TASK PROMPT
Give back, word for word, every line from the one containing "#[derive(Debug, Clone, PartialEq, Serialize, Deserialize)]" to the end of the listing, and nothing more.

+++ PROVIDED DATA

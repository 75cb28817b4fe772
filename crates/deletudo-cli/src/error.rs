//! Error types for the CLI

use std::path::Path;

use thiserror::Error;

/// Result type for CLI operations
pub type CliResult<T> = Result<T, CliError>;

/// Errors that can occur in the CLI
#[derive(Debug, Error)]
pub enum CliError {
    /// Manifest could not be read or is malformed
    #[error("Invalid manifest {path}: {message}")]
    Manifest {
        /// Manifest path
        path: String,
        /// Error message
        message: String,
    },

    /// Manifest has no string `version` field
    #[error("Manifest {path} has no version")]
    MissingVersion {
        /// Manifest path
        path: String,
    },

    /// Extension source directory is missing
    #[error("Source directory not found: {path}")]
    MissingSource {
        /// Directory path
        path: String,
    },

    /// A file the manifest references is absent from the release
    #[error("Release is missing {asset} (referenced by the manifest); pass --wasm-pkg for pkg/ files")]
    MissingAsset {
        /// Manifest-relative path
        asset: String,
    },

    /// Archive writing error
    #[error("Archive error: {0}")]
    Archive(#[from] zip::result::ZipError),

    /// IO error
    #[error("I/O error: {0}")]
    Io(#[from] std::io::Error),

    /// JSON error
    #[error("JSON error: {0}")]
    Json(#[from] serde_json::Error),
}

impl CliError {
    /// Create a manifest error
    #[must_use]
    pub fn manifest(path: &Path, message: impl Into<String>) -> Self {
        Self::Manifest {
            path: path.display().to_string(),
            message: message.into(),
        }
    }

    /// Create a missing version error
    #[must_use]
    pub fn missing_version(path: &Path) -> Self {
        Self::MissingVersion {
            path: path.display().to_string(),
        }
    }

    /// Create a missing source error
    #[must_use]
    pub fn missing_source(path: &Path) -> Self {
        Self::MissingSource {
            path: path.display().to_string(),
        }
    }

    /// Create a missing asset error
    #[must_use]
    pub fn missing_asset(asset: impl Into<String>) -> Self {
        Self::MissingAsset {
            asset: asset.into(),
        }
    }
}

#[cfg(test)]
mod tests {
    use super::*;

    #[test]
    fn test_manifest_error() {
        let err = CliError::manifest(Path::new("src/chrome/manifest.json"), "expected object");
        assert_eq!(
            err.to_string(),
            "Invalid manifest src/chrome/manifest.json: expected object"
        );
    }

    #[test]
    fn test_missing_version_error() {
        let err = CliError::missing_version(Path::new("manifest.json"));
        assert!(err.to_string().contains("no version"));
    }

    #[test]
    fn test_missing_source_error() {
        let err = CliError::missing_source(Path::new("extension/shared"));
        assert!(err.to_string().contains("extension/shared"));
    }

    #[test]
    fn test_missing_asset_error() {
        let err = CliError::missing_asset("pkg/deletudo.js");
        assert!(err.to_string().contains("pkg/deletudo.js"));
        assert!(err.to_string().contains("--wasm-pkg"));
    }

    #[test]
    fn test_io_error_from() {
        let io = std::io::Error::new(std::io::ErrorKind::NotFound, "gone");
        let err: CliError = io.into();
        assert!(matches!(err, CliError::Io(_)));
        assert!(err.to_string().contains("gone"));
    }

    #[test]
    fn test_json_error_from() {
        let json = serde_json::from_str::<serde_json::Value>("{").unwrap_err();
        let err: CliError = json.into();
        assert!(matches!(err, CliError::Json(_)));
    }
}
//! Geometry and synthetic interaction events.

use serde::{Deserialize, Serialize};

/// A point in viewport (client) coordinates
#[derive(Debug, Clone, Copy, PartialEq, Serialize, Deserialize)]
pub struct Point {
    /// X coordinate
    pub x: f64,
    /// Y coordinate
    pub y: f64,
}

impl Point {
    /// Create a new point
    #[must_use]
    pub const fn new(x: f64, y: f64) -> Self {
        Self { x, y }
    }
}

/// On-screen bounding box of an element, as reported by
/// `getBoundingClientRect()`
#[derive(Debug, Clone, Copy, PartialEq, Default, Serialize, Deserialize)]
pub struct BoundingBox {
    /// Left edge
    pub x: f64,
    /// Top edge
    pub y: f64,
    /// Width
    pub width: f64,
    /// Height
    pub height: f64,
}

impl BoundingBox {
    /// Create a new bounding box
    #[must_use]
    pub const fn new(x: f64, y: f64, width: f64, height: f64) -> Self {
        Self {
            x,
            y,
            width,
            height,
        }
    }

    /// Get the center point
    #[must_use]
    pub fn center(&self) -> Point {
        Point::new(self.x + self.width / 2.0, self.y + self.height / 2.0)
    }
}

/// Kind of synthetic event, in the order the synthesizer dispatches them
#[derive(Debug, Clone, Copy, PartialEq, Eq, Hash, Serialize, Deserialize)]
pub enum SyntheticEventKind {
    /// Primary button pressed
    PointerDown,
    /// Target gains focus
    FocusIn,
    /// Primary button released
    PointerUp,
    /// Primary click
    Click,
}

impl SyntheticEventKind {
    /// Dispatch order of a full activation
    pub const SEQUENCE: [Self; 4] = [Self::PointerDown, Self::FocusIn, Self::PointerUp, Self::Click];

    /// DOM event type string
    #[must_use]
    pub const fn dom_type(self) -> &'static str {
        match self {
            Self::PointerDown => "mousedown",
            Self::FocusIn => "focusin",
            Self::PointerUp => "mouseup",
            Self::Click => "click",
        }
    }

    /// Whether this is a mouse event carrying client coordinates
    #[must_use]
    pub const fn is_pointer(self) -> bool {
        !matches!(self, Self::FocusIn)
    }
}

/// A single synthetic event ready for dispatch
#[derive(Debug, Clone, Copy, PartialEq, Serialize, Deserialize)]
pub struct SyntheticEvent {
    /// Event kind
    pub kind: SyntheticEventKind,
    /// Client coordinate for pointer events
    pub client: Option<Point>,
    /// Whether the event bubbles
    pub bubbles: bool,
    /// Whether the event is cancelable
    pub cancelable: bool,
}

impl SyntheticEvent {
    /// Create an event of `kind` at `at`; focus events drop the coordinate
    #[must_use]
    pub const fn new(kind: SyntheticEventKind, at: Point) -> Self {
        let pointer = kind.is_pointer();
        Self {
            kind,
            client: if pointer { Some(at) } else { None },
            bubbles: true,
            cancelable: pointer,
        }
    }

    /// DOM event type string
    #[must_use]
    pub const fn dom_type(&self) -> &'static str {
        self.kind.dom_type()
    }
}

/// The fixed pointer-down, focus-in, pointer-up, click sequence for one target.
///
/// Built fresh for every activation; all pointer events share one coordinate.
#[derive(Debug, Clone, PartialEq, Serialize, Deserialize)]
pub struct SyntheticEventSequence {
    events: Vec<SyntheticEvent>,
}

impl SyntheticEventSequence {
    /// Build the sequence aimed at the center of `bounds`
    #[must_use]
    pub fn at_center_of(bounds: &BoundingBox) -> Self {
        let at = bounds.center();
        Self {
            events: SyntheticEventKind::SEQUENCE
                .iter()
                .map(|&kind| SyntheticEvent::new(kind, at))
                .collect(),
        }
    }

    /// Events in dispatch order
    pub fn iter(&self) -> impl Iterator<Item = &SyntheticEvent> {
        self.events.iter()
    }

    /// Number of events
    #[must_use]
    pub fn len(&self) -> usize {
        self.events.len()
    }

    /// Whether the sequence is empty
    #[must_use]
    pub fn is_empty(&self) -> bool {
        self.events.is_empty()
    }
}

++++++

WORKED SOLUTION
#[derive(Debug, Clone, PartialEq, Serialize, Deserialize)]
pub struct SyntheticEventSequence {
    events: Vec<SyntheticEvent>,
}

impl SyntheticEventSequence {
    /// Build the sequence aimed at the center of `bounds`
    #[must_use]
    pub fn at_center_of(bounds: &BoundingBox) -> Self {
        let at = bounds.center();
        Self {
            events: SyntheticEventKind::SEQUENCE
                .iter()
                .map(|&kind| SyntheticEvent::new(kind, at))
                .collect(),
        }
    }

    /// Events in dispatch order
    pub fn iter(&self) -> impl Iterator<Item = &SyntheticEvent> {
        self.events.iter()
    }

    /// Number of events
    #[must_use]
    pub fn len(&self) -> usize {
        self.events.len()
    }

    /// Whether the sequence is empty
    #[must_use]
    pub fn is_empty(&self) -> bool {
        self.events.is_empty()
    }
}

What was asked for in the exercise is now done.